Records for the task:

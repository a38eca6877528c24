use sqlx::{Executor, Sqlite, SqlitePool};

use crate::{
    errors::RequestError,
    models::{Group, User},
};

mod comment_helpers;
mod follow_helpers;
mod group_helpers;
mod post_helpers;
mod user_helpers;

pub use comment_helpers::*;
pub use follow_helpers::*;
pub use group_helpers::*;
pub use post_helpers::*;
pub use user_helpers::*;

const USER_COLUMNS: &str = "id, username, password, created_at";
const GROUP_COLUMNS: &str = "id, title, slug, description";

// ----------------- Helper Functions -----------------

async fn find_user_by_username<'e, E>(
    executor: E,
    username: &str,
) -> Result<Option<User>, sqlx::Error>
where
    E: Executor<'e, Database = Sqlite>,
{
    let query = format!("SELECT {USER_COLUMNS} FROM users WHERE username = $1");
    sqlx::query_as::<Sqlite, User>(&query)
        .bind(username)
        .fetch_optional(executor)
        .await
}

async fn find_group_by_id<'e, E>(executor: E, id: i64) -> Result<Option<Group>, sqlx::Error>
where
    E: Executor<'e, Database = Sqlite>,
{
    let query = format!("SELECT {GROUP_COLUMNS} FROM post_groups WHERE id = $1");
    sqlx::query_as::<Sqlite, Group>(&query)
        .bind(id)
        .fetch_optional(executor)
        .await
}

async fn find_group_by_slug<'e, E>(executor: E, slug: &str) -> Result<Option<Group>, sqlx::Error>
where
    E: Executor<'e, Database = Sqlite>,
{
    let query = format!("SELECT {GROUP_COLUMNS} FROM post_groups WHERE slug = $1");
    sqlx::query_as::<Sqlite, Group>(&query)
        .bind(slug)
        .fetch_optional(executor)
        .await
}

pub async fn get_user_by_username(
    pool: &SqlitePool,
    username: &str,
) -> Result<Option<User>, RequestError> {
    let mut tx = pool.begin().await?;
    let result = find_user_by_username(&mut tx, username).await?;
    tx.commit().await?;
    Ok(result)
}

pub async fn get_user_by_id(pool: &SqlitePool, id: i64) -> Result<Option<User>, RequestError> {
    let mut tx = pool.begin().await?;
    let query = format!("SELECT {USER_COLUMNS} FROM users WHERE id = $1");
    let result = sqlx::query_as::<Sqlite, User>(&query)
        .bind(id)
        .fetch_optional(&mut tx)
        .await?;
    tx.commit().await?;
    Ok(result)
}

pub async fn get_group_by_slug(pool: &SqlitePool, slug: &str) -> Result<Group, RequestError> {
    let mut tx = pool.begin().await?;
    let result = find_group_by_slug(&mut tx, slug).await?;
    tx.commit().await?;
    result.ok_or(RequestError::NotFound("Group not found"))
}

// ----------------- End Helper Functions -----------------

* * *

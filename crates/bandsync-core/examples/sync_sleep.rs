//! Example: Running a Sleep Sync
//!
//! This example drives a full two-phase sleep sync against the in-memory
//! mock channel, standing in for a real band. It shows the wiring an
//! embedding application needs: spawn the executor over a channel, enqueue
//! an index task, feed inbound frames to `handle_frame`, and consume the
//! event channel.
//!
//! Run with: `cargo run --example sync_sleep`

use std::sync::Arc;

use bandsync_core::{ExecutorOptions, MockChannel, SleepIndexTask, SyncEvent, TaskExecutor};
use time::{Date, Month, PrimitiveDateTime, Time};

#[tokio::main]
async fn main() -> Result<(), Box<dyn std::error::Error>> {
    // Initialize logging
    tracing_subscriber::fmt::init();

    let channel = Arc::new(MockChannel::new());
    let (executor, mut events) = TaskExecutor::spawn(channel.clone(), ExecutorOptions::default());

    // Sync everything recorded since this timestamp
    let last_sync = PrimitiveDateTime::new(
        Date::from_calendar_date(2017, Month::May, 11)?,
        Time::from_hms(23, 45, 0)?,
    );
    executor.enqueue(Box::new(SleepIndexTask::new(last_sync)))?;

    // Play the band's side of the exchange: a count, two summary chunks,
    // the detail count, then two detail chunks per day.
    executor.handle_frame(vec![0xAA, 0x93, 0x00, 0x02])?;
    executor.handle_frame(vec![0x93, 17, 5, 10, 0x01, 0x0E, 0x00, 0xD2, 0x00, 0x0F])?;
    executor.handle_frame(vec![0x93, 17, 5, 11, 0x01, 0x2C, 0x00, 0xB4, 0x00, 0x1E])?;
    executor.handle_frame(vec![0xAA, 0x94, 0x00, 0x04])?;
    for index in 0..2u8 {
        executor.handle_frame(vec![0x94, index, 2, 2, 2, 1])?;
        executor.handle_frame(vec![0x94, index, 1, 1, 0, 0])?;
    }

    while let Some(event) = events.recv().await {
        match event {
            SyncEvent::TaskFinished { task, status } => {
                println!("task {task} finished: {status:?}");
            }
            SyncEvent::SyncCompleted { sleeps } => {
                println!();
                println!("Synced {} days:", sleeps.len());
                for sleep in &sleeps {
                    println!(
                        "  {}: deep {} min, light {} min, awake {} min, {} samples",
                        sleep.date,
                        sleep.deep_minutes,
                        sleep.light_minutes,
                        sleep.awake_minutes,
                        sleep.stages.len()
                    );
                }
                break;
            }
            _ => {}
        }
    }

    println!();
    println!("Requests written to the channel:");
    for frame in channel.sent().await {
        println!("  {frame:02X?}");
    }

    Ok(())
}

Try it:
Take the listing above and repeat exactly the lines from the one containing "repository a38eca6877528c24" through the one containing "users WHERE username", both included.

Solution below:
repository a38eca6877528c24
use sqlx::{Executor, Sqlite, SqlitePool};

use crate::{
    errors::RequestError,
    models::{Group, User},
};

mod comment_helpers;
mod follow_helpers;
mod group_helpers;
mod post_helpers;
mod user_helpers;

pub use comment_helpers::*;
pub use follow_helpers::*;
pub use group_helpers::*;
pub use post_helpers::*;
pub use user_helpers::*;

const USER_COLUMNS: &str = "id, username, password, created_at";
const GROUP_COLUMNS: &str = "id, title, slug, description";

// ----------------- Helper Functions -----------------

async fn find_user_by_username<'e, E>(
    executor: E,
    username: &str,
) -> Result<Option<User>, sqlx::Error>
where
    E: Executor<'e, Database = Sqlite>,
{
    let query = format!("SELECT {USER_COLUMNS} FROM users WHERE username = $1");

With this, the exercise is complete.